E-waste is created because it is so profitable. For one thing, there is specialized hardware that is being made at ASIC. Mining is very competitive because you have millions of miners around the world all trying to find the same number. If someone finds the number before I do, they get the reward and I get nothing, so it's in my interest to find the number before they do; to invest in faster hardware to find it, and new hardware is constantly coming out. So that means the equipment I bought last year is no longer profitable. There's a very interesting dynamic when the price goes really high - too, as it might become profitable to turn on some of these older mines. With Ethereum, the algorithm doesn't work with ASIC, so GPUs are used for mining Ethereum, and in fact there's been GPU shortages. Prices have been going up, there's been a short supply of GPUs because they're being used by Ethereum miners and particularly the ASIC, they can't be used for anything else. They use an ASIC for a year, and then a year later it becomes obsolete because a new ASIC comes out and then they just get dumped, likely because they're not general purpose computers. The only thing they do is mine Bitcoin.
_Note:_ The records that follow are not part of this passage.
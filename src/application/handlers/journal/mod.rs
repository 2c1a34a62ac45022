//! Journal handlers.
//!
//! The journal lives under a single key as a JSON array, newest first.
//! Every change rewrites the whole list.

mod add_journal_entry;
mod delete_journal_entry;
mod list_journal_entries;

pub use add_journal_entry::{AddJournalEntryCommand, AddJournalEntryHandler};
pub use delete_journal_entry::{DeleteJournalEntryCommand, DeleteJournalEntryHandler};
pub use list_journal_entries::ListJournalEntriesHandler;

use crate::domain::foundation::DomainError;
use crate::domain::journal::Journal;
use crate::ports::{keys, KeyValueStore};

/// Loads the journal. Absent key is an empty journal; malformed JSON is an error.
async fn load_journal(store: &dyn KeyValueStore) -> Result<Journal, DomainError> {
    let raw = store
        .get(keys::JOURNAL_ENTRIES)
        .await
        .map_err(|e| DomainError::storage(e.to_string()))?;

    match raw {
        None => Ok(Journal::new()),
        Some(json) => Journal::from_json(&json).map_err(|e| {
            tracing::error!(error = %e, "Stored journal is not valid JSON");
            DomainError::storage(format!("Stored journal is unreadable: {}", e))
        }),
    }
}

async fn save_journal(store: &dyn KeyValueStore, journal: &Journal) -> Result<(), DomainError> {
    let json = journal
        .to_json()
        .map_err(|e| DomainError::storage(format!("Failed to encode journal: {}", e)))?;

    store
        .set(keys::JOURNAL_ENTRIES, &json)
        .await
        .map_err(|e| DomainError::storage(e.to_string()))
}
So why, then, are the smaller community blockchains cleaner?

They use a completely different algorithm. With Proof of Work, the basic problem that needs to be solved is, here's a block of transactions that we want to write to the database, and because everybody has a copy of the database, when this block is sent to everybody, everybody needs to be sure that the block is a genuine block. So, the way they solve this is through Proof of Work, with these miners that are trying to find this random number. What Proof of Stake does, is to use Stakeholders, who are people with lots of coins of that particular cryptocurrency, who vouch for the legitimacy of that block, the idea being that they wouldn't do something fraudulent because if they did, the value of their coins would go down and they would lose a lot. The basic premise in Proof of Work and Proof of Stake is that to attack the network and produce fraudulent blocks would not be profitable for those who are trying to do it. In Proof of Work blockchains this is accomplished through the idea that to be able to produce a fraudulent block, you would have to invest in so much hardware and so much electricity that it would not be worth the benefit from producing a fraudulent block. And in the case of Proof of Stake, it's based on the premise that you hold so much stake in the network value as is, that if you produce a fraudulent block, you would lose the value that you hold.
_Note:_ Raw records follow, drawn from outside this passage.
//! File-based Key-Value Store Adapter
//!
//! Keeps the whole key space as a single YAML mapping on disk. Every write
//! rewrites the file through a temporary sibling and a rename, so a crash
//! mid-write leaves the previous contents intact.

use async_trait::async_trait;
use std::collections::BTreeMap;
use std::io::ErrorKind;
use std::path::{Path, PathBuf};
use tokio::fs;
use tokio::sync::Mutex;

use crate::ports::{KeyValueStore, StoreError};

type Entries = BTreeMap<String, String>;

/// File-backed key-value store
#[derive(Debug)]
pub struct FileKeyValueStore {
    file_path: PathBuf,
    /// Serializes read-modify-write cycles within this process.
    write_lock: Mutex<()>,
}

impl FileKeyValueStore {
    /// Create a store persisted at `file_path`
    ///
    /// The file and its parent directory are created on first write.
    ///
    /// # Example
    /// ```ignore
    /// let store = FileKeyValueStore::new("./data/bioclave.yaml");
    /// ```
    pub fn new<P: AsRef<Path>>(file_path: P) -> Self {
        Self {
            file_path: file_path.as_ref().to_path_buf(),
            write_lock: Mutex::new(()),
        }
    }

    /// Path of the backing file
    pub fn file_path(&self) -> &Path {
        &self.file_path
    }

    fn temp_path(&self) -> PathBuf {
        let mut name = self
            .file_path
            .file_name()
            .map(|n| n.to_os_string())
            .unwrap_or_default();
        name.push(".tmp");
        self.file_path.with_file_name(name)
    }

    async fn load(&self) -> Result<Entries, StoreError> {
        let yaml = match fs::read_to_string(&self.file_path).await {
            Ok(yaml) => yaml,
            Err(e) if e.kind() == ErrorKind::NotFound => return Ok(Entries::new()),
            Err(e) => return Err(StoreError::IoError(e.to_string())),
        };

        if yaml.trim().is_empty() {
            return Ok(Entries::new());
        }

        serde_yaml::from_str(&yaml).map_err(|e| StoreError::DeserializationFailed(e.to_string()))
    }

    async fn persist(&self, entries: &Entries) -> Result<(), StoreError> {
        if let Some(parent) = self.file_path.parent() {
            if !parent.as_os_str().is_empty() {
                fs::create_dir_all(parent)
                    .await
                    .map_err(|e| StoreError::IoError(e.to_string()))?;
            }
        }

        let yaml = serde_yaml::to_string(entries)
            .map_err(|e| StoreError::SerializationFailed(e.to_string()))?;

        let temp = self.temp_path();
        fs::write(&temp, yaml)
            .await
            .map_err(|e| StoreError::IoError(e.to_string()))?;
        fs::rename(&temp, &self.file_path)
            .await
            .map_err(|e| StoreError::IoError(e.to_string()))?;

        Ok(())
    }
}

#[async_trait]
impl KeyValueStore for FileKeyValueStore {
    async fn get(&self, key: &str) -> Result<Option<String>, StoreError> {
        let entries = self.load().await?;
        Ok(entries.get(key).cloned())
    }

    async fn set(&self, key: &str, value: &str) -> Result<(), StoreError> {
        let _guard = self.write_lock.lock().await;
        let mut entries = self.load().await?;
        entries.insert(key.to_string(), value.to_string());
        self.persist(&entries).await
    }

    async fn remove(&self, key: &str) -> Result<(), StoreError> {
        let _guard = self.write_lock.lock().await;
        let mut entries = self.load().await?;
        if entries.remove(key).is_none() {
            return Ok(());
        }
        self.persist(&entries).await
    }
}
Why do you feel people are more open to the conversation around the environmental impact of NFTs now? Are you feeling more positive or more hopeful about us being able to talk about this more openly?

I think it comes back to the personal attack aspect. A lot of people said that I was shaming them right at the very beginning, and I find that very interesting because bullying someone is one thing, but shaming? What that says to me is that people feel ashamed. I think there's a lot of cognitive dissonance. When I wrote the article, it was followed by this huge online backlash as well as in people who were anti-NFT and started attacking and lots of things like that. I think now some of that has subsided, and so now we’re not taking things so personally, we can and talk about how to move forward. I'd like to believe that the popularity of some of these non-Ethereum blockchains is in part due to this research and this conversation, because otherwise why would people take a massive pay cut to switch to these platforms? They would just stay on Ethereum. But I still think we're very far from actually solving the issue.

I think the most important thing to get out there is to counter this myth that individual actions don't matter. It's not a binary, it’s not ‘they matter /, they don't matter.’ There’s nuance to it. Individual actions don't matter purely from a numerical point of view, but values and actions are contagious, and so, individual actions do matter in the grand scheme of things when you think on a societal level. I don't litter and say “oh it's just one bottle” -, that’s a stupid way to think. It's a tricky, tricky subject because it's such a big, big problem. Ultimately, Climate Change is the problem that we face and that’s where all the roads lead.